Name of the time to exposure, measured from the chosen time origin; use NA if not exposed. Time must be measured in the same units (e.g. days) as that used for outcome_time.

tau

Non-negative numeric value specifying the time after exposure that should be excluded from the risk evaluation period. This argument is primarily intended for vaccination exposures, where it is common to exclude the time after vaccination when immunity is still building. Time must be measured in the same units as that used for outcome_time and exposure_time and should reflect the biological understanding of when vaccine-induced immunity develops (usually 1-2 weeks). For non-vaccine exposures, tau can be set to 0 (no delay period).

eval_times

Numeric vector specifying the timepoints at which to compute cumulative incidence and the derived effect measures. The timepoints should be expressed in terms of time since exposure. All values must be greater than tau and and should correspond to clinically meaningful follow-up durations, such as 30, 60, or 90 days after exposure. A fine grid of timepoints (e.g., eval_times = (tau+1):100) can be provided if cumulative incidence curves over time are desired.

effect

Character. Type of effect measure to compute and return, based on the estimated cumulative incidences. Either "vaccine_effectiveness" (default) or "risk_ratio".

ci_type

Method for constructing bootstrap confidence intervals. One of "wald", "percentile", or "both".
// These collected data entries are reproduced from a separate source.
//! Storage module for persisting crawled posts
//!
//! This module handles all database operations for the monitor, including:
//! - SQLite database initialization and per-channel table management
//! - Idempotent batch insertion of posts keyed by URL
//! - Resume-cursor bookkeeping across crawl cycles

mod schema;
mod sqlite;
mod traits;

pub use sqlite::SqliteStore;
pub use traits::{PostStore, StorageError, StorageResult};
//! Cooperative shutdown token
//!
//! A Shutdown token is created at runner start and passed by reference down
//! into the cycle and channel crawlers, which check it at every state-machine
//! transition. Tripping it also wakes any in-flight pacing sleep, so the loop
//! unwinds promptly and the store is closed deterministically.

use std::time::Duration;
use tokio::sync::watch;

/// Cancellation token shared between the runner and the crawl loops
#[derive(Clone)]
pub struct Shutdown {
    tx: watch::Sender<bool>,
    rx: watch::Receiver<bool>,
}

impl Shutdown {
    pub fn new() -> Self {
        let (tx, rx) = watch::channel(false);
        Self { tx, rx }
    }

    /// Signals shutdown; wakes all pending interruptible sleeps
    pub fn trip(&self) {
        // Receivers are held as long as the token exists, so send cannot fail
        let _ = self.tx.send(true);
    }

    /// Returns true once shutdown has been signalled
    pub fn is_tripped(&self) -> bool {
        *self.rx.borrow()
    }

    /// Sleeps for `duration`, returning early when the token trips
    pub async fn sleep(&self, duration: Duration) {
        let mut rx = self.rx.clone();
        tokio::select! {
            _ = tokio::time::sleep(duration) => {}
            _ = rx.wait_for(|tripped| *tripped) => {}
        }
    }
}

impl Default for Shutdown {
    fn default() -> Self {
        Self::new()
    }
}
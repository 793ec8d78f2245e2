//! HTTP fetcher implementation
//!
//! This module handles all HTTP requests for the monitor, including:
//! - Building the shared HTTP client
//! - Fetching preview pages with retry logic for transient failures
//! - Classifying responses (success / forbidden / failure)

use crate::config::HttpConfig;
use reqwest::{redirect::Policy, Client, StatusCode};
use std::time::Duration;
use url::Url;

/// Result of a page fetch
#[derive(Debug)]
pub enum FetchResult {
    /// Successfully fetched the page
    Success {
        /// HTTP status code
        status_code: u16,
        /// Page body content
        body: String,
    },

    /// The source answered with a redirect (302): preview access is denied
    /// for this resource. A defined soft-stop, not an error.
    Forbidden,

    /// Fetch failed after exhausting the retry budget
    Failed {
        /// Description of the last error
        error: String,
    },
}

/// Builds the shared HTTP client
///
/// Redirects are not followed automatically: a 302 from the source is the
/// forbidden-preview signal and must stay observable.
pub fn build_http_client(config: &HttpConfig) -> Result<Client, reqwest::Error> {
    Client::builder()
        .user_agent(concat!("preview-monitor/", env!("CARGO_PKG_VERSION")))
        .timeout(Duration::from_secs(config.timeout_seconds))
        .connect_timeout(Duration::from_secs(config.connect_timeout_seconds))
        .redirect(Policy::none())
        .gzip(true)
        .brotli(true)
        .build()
}

/// Fetches one page, retrying transient failures internally
///
/// Retry policy:
///
/// | Condition | Action |
/// |-----------|--------|
/// | HTTP 302 | Immediate → Forbidden |
/// | HTTP 5xx | Retry up to `retries` times, fixed backoff |
/// | Timeout / connection error | Retry up to `retries` times, fixed backoff |
/// | Other non-success status | Immediate → Failed |
///
/// The caller only observes the final outcome; transient attempts are logged
/// at debug level.
pub async fn fetch_page(client: &Client, url: &Url, config: &HttpConfig) -> FetchResult {
    let mut last_error = String::new();

    for attempt in 0..=config.retries {
        if attempt > 0 {
            tracing::debug!(
                "Retrying {} (attempt {}/{}): {}",
                url,
                attempt,
                config.retries,
                last_error
            );
            tokio::time::sleep(Duration::from_secs(config.backoff_seconds)).await;
        }

        match client.get(url.clone()).send().await {
            Ok(response) => {
                let status = response.status();

                if status == StatusCode::FOUND {
                    return FetchResult::Forbidden;
                }

                if status.is_server_error() {
                    last_error = format!("HTTP {}", status);
                    continue;
                }

                if !status.is_success() {
                    return FetchResult::Failed {
                        error: format!("HTTP {}", status),
                    };
                }

                match response.text().await {
                    Ok(body) => {
                        return FetchResult::Success {
                            status_code: status.as_u16(),
                            body,
                        }
                    }
                    Err(e) => {
                        last_error = e.to_string();
                        continue;
                    }
                }
            }
            Err(e) => {
                last_error = e.to_string();
                continue;
            }
        }
    }

    FetchResult::Failed { error: last_error }
}
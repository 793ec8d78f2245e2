//! Outer resilience loop
//!
//! Drives crawl cycles forever with pacing between them: the idle interval
//! after a normal cycle, the shorter error interval after a cycle in which
//! every channel failed. The loop ends only when shutdown is signalled, and
//! always closes the store on the way out.

use crate::config::Config;
use crate::crawler::cycle::run_cycle;
use crate::crawler::fetcher::build_http_client;
use crate::crawler::shutdown::Shutdown;
use crate::storage::{PostStore, SqliteStore};
use std::path::Path;

/// Runs the monitor until shutdown
///
/// Opens the store and HTTP client once, installs a Ctrl-C listener that
/// trips the shutdown token, then loops over crawl cycles. Interrupted
/// termination is a normal return, not an error.
pub async fn run(config: Config, channels: Vec<String>, db_path: &Path) -> crate::Result<()> {
    let store = SqliteStore::open(db_path)?;
    let client = build_http_client(&config.http)?;
    let shutdown = Shutdown::new();

    {
        let shutdown = shutdown.clone();
        tokio::spawn(async move {
            if tokio::signal::ctrl_c().await.is_ok() {
                tracing::info!("Shutdown signal received, finishing current work");
                shutdown.trip();
            }
        });
    }

    tracing::info!(
        "Monitoring {} channels (cycle sleep {}s)",
        channels.len(),
        config.monitor.idle_sleep_seconds
    );

    run_loop(&config, &channels, client, store, &shutdown).await
}

/// The cycle/sleep loop; returns once shutdown trips and the store is closed
async fn run_loop(
    config: &Config,
    channels: &[String],
    client: reqwest::Client,
    mut store: SqliteStore,
    shutdown: &Shutdown,
) -> crate::Result<()> {
    while !shutdown.is_tripped() {
        let summary = run_cycle(&client, &mut store, config, channels, shutdown).await;

        if shutdown.is_tripped() {
            break;
        }

        if summary.all_failed() {
            tracing::error!(
                "Cycle failed for all {} channels, retrying in {}s",
                summary.outcomes.len(),
                config.monitor.error_sleep_seconds
            );
            shutdown.sleep(config.monitor.error_sleep()).await;
        } else {
            tracing::info!(
                "Cycle complete: {} new posts, sleeping {}s",
                summary.total_inserted(),
                config.monitor.idle_sleep_seconds
            );
            shutdown.sleep(config.monitor.idle_sleep()).await;
        }
    }

    store.close()?;
    tracing::info!("Store closed, exiting");
    Ok(())
}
"wald" (default): Computes Wald-style intervals using bootstrap standard errors. See Confidence intervals section for details.
"percentile": Computes percentile bootstrap intervals.
"both": Computes and returns both sets of intervals.

boot_reps

Number of bootstrap replicates for confidence intervals. Recommended to use at least 1000 for publication-quality results. Use smaller values (e.g., 10-100) for initial exploration. Default: 0 (no bootstrapping).

alpha

Significance level for confidence intervals (Confidence level = 100*(1-alpha)%). Default: 0.05.

keep_models

Logical; return the two fitted hazard models used to compute cumulative incidences? Default: TRUE.

keep_boot_samples

Logical; return bootstrap samples? Default: TRUE. Must be set to TRUE if user plans to use add_simultaneous_ci() to obtain simultaneous confidence intervals.

n_cores

Integer; parallel cores for bootstrapping. Passed to parallel::mclapply as mc.cores. On Unix-like OS only; not available on Windows. Default: 1.

Value

A list containing the following:

estimates: A list of matrices of the estimates at each timepoint. Rows of each matrix are the terms "cuminc_0", "cuminc_1", "vaccine_effectiveness". Columns of each matrix gives the point estimate and confidence intervals at the specified time point.
eval_times: The timepoints at which VE was evaluated
n_success_boot: A numeric vector of the number of successful bootstrap samples for each time point.(Success bootstrap samples are those that result in non-missing valid point estimates.)
boot_samples: If keep_boot_samples = TRUE, a list of matrices for each term that contain the bootstrap estimates where the rows are the bootstrap iterations and the columns are the time points.